Bring together every line in the data that includes "files".

[Stored data]
##############################

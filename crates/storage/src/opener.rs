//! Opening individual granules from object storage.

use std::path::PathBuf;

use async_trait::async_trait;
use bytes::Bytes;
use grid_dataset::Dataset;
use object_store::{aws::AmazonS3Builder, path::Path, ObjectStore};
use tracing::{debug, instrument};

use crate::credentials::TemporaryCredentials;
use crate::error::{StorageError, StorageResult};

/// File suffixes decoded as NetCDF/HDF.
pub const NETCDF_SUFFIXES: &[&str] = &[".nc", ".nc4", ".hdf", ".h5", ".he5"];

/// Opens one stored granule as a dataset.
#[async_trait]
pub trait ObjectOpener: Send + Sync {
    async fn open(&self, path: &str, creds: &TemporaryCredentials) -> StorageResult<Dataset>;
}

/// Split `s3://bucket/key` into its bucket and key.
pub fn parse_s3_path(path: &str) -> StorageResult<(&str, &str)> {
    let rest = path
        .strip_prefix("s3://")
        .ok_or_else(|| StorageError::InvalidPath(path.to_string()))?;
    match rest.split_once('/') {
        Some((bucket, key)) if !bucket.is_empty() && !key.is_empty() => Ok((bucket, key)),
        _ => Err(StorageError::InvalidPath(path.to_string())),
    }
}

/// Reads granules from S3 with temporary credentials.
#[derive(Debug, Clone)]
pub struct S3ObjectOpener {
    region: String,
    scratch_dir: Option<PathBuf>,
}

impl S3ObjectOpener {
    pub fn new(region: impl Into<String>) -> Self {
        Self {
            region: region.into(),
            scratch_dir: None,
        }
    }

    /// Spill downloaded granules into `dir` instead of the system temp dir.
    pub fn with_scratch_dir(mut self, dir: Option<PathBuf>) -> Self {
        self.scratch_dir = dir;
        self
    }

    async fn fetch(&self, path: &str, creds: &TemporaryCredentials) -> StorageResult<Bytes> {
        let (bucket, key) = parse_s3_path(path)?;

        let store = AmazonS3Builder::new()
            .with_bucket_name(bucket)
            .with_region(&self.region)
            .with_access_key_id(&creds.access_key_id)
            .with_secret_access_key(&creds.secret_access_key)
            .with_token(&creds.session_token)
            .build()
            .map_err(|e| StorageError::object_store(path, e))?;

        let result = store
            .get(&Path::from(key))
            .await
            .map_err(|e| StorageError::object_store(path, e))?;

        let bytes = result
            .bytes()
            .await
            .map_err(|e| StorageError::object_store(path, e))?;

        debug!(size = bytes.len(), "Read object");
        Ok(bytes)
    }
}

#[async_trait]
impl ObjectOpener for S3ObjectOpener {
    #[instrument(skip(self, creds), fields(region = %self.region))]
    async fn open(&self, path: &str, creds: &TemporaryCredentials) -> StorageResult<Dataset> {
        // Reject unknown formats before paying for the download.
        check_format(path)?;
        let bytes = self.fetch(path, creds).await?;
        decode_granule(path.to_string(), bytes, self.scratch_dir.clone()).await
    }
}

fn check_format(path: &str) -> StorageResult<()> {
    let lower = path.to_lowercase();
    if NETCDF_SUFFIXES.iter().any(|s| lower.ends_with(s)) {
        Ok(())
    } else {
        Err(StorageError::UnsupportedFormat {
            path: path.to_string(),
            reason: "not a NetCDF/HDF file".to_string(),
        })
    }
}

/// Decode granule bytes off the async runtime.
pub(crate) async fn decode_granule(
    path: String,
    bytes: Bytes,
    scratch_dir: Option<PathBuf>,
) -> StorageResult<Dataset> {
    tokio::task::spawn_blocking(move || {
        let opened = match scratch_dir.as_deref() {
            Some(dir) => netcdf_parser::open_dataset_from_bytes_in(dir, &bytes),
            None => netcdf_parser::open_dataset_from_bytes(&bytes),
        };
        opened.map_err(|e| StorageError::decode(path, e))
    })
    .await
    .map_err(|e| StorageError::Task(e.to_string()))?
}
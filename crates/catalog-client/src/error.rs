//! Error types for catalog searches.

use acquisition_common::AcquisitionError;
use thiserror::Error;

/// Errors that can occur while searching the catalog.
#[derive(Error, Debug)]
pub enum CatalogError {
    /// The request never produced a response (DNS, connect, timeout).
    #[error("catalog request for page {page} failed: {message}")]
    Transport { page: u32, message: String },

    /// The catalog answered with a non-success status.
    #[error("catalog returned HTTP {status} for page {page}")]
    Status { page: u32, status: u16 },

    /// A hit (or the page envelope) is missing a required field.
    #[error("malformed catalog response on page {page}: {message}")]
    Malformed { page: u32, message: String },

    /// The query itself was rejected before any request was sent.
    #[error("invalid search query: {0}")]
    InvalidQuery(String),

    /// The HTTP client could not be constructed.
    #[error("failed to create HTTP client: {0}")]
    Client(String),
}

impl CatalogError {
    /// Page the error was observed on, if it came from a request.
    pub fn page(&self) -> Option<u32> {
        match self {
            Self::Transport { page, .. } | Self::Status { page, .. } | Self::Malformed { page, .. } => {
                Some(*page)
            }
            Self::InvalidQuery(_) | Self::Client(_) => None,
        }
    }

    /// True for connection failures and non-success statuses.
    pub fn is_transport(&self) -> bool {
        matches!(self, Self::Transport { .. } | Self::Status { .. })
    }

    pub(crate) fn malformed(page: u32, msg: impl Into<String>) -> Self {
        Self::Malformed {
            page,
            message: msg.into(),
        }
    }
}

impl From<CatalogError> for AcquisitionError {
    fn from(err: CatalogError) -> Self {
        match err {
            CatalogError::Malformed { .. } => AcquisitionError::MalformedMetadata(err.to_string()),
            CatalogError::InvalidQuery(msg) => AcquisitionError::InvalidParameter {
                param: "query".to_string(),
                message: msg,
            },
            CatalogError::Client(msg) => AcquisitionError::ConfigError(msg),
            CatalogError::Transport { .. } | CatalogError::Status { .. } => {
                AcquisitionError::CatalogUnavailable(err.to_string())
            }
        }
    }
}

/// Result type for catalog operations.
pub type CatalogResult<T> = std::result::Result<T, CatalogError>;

##############################

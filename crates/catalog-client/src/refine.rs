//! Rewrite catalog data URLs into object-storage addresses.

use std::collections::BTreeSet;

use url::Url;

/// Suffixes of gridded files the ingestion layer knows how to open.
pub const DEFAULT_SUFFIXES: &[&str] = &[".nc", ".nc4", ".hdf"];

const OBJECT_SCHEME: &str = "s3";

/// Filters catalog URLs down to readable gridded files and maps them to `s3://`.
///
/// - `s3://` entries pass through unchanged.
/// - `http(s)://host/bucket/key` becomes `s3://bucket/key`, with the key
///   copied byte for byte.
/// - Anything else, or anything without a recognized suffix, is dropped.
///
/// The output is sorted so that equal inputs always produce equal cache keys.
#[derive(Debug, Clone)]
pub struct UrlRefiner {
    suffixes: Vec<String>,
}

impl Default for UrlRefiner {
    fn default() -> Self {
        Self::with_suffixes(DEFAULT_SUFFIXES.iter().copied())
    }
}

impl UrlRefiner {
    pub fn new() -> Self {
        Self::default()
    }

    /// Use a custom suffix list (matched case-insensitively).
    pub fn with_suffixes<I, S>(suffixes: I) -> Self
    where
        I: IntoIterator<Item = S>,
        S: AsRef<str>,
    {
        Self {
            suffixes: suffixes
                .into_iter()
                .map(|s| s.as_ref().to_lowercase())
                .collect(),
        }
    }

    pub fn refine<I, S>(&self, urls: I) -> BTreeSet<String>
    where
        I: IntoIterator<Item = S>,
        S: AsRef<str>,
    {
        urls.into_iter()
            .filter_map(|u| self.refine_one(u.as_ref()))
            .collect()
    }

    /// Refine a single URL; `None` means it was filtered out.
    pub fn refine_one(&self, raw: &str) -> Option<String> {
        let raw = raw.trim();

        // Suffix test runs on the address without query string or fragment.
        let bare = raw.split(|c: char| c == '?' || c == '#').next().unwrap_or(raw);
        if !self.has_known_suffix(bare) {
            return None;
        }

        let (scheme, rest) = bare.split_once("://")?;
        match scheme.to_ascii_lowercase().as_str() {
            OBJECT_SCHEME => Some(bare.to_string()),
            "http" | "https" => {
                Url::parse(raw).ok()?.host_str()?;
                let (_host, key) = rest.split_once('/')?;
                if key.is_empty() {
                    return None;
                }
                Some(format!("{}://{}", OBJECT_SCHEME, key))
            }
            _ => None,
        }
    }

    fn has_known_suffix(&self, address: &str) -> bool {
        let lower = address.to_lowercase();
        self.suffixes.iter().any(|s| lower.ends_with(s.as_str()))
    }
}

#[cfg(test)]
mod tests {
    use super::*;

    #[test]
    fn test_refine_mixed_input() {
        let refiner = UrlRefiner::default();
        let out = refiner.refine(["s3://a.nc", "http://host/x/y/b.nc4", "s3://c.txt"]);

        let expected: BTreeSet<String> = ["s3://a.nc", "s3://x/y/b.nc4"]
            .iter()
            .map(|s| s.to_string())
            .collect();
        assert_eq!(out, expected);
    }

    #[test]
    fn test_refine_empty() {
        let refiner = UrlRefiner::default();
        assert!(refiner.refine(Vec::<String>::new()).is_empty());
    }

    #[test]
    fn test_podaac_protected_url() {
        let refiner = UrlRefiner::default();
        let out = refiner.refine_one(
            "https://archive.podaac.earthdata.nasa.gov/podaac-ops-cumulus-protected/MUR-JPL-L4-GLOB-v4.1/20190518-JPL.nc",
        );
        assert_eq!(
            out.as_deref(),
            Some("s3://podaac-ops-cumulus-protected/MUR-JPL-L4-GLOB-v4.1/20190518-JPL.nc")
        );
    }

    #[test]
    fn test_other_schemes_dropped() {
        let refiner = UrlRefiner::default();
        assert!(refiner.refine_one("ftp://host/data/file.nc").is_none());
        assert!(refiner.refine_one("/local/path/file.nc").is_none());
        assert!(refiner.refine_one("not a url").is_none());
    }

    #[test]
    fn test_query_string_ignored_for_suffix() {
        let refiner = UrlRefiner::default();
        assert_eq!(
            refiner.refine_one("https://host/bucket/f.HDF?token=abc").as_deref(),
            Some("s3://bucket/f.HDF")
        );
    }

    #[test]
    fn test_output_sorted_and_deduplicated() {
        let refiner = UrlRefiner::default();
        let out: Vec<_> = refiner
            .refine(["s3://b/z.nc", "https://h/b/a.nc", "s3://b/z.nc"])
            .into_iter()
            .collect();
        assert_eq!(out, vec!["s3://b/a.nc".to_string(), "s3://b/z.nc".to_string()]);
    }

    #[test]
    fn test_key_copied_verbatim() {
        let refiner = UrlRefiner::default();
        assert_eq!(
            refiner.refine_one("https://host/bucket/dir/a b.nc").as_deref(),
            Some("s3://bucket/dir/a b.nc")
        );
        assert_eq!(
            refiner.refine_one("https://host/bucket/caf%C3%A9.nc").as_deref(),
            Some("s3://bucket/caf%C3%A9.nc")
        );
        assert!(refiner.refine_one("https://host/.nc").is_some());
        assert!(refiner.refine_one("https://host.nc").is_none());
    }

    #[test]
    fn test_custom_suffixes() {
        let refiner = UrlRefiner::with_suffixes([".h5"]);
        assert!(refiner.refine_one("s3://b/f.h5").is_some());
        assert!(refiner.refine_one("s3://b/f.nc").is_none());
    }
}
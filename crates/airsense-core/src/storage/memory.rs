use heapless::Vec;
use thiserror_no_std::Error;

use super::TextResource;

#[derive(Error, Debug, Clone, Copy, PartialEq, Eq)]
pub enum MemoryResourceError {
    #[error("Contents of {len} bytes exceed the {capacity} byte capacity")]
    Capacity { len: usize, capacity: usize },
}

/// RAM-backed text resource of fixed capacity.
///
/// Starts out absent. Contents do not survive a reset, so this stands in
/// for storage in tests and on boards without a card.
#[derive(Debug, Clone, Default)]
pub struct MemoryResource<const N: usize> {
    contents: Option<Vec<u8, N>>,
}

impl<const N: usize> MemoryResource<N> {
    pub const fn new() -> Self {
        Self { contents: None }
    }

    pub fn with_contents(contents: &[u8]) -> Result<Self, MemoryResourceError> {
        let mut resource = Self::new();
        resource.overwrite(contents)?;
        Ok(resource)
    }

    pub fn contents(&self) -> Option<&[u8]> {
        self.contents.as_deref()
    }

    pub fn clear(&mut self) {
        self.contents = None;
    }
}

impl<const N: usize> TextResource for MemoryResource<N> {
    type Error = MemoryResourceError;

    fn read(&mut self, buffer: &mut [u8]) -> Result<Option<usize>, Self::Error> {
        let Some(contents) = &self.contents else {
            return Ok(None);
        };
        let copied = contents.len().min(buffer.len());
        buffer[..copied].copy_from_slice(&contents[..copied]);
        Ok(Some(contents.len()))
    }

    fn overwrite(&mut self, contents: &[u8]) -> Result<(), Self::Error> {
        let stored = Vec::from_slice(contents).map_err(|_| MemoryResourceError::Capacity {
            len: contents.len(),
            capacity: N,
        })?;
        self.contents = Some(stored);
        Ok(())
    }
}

##############################

▶ Result of the task:
/// Suffixes of gridded files the ingestion layer knows how to open.
/// Filters catalog URLs down to readable gridded files and maps them to `s3://`.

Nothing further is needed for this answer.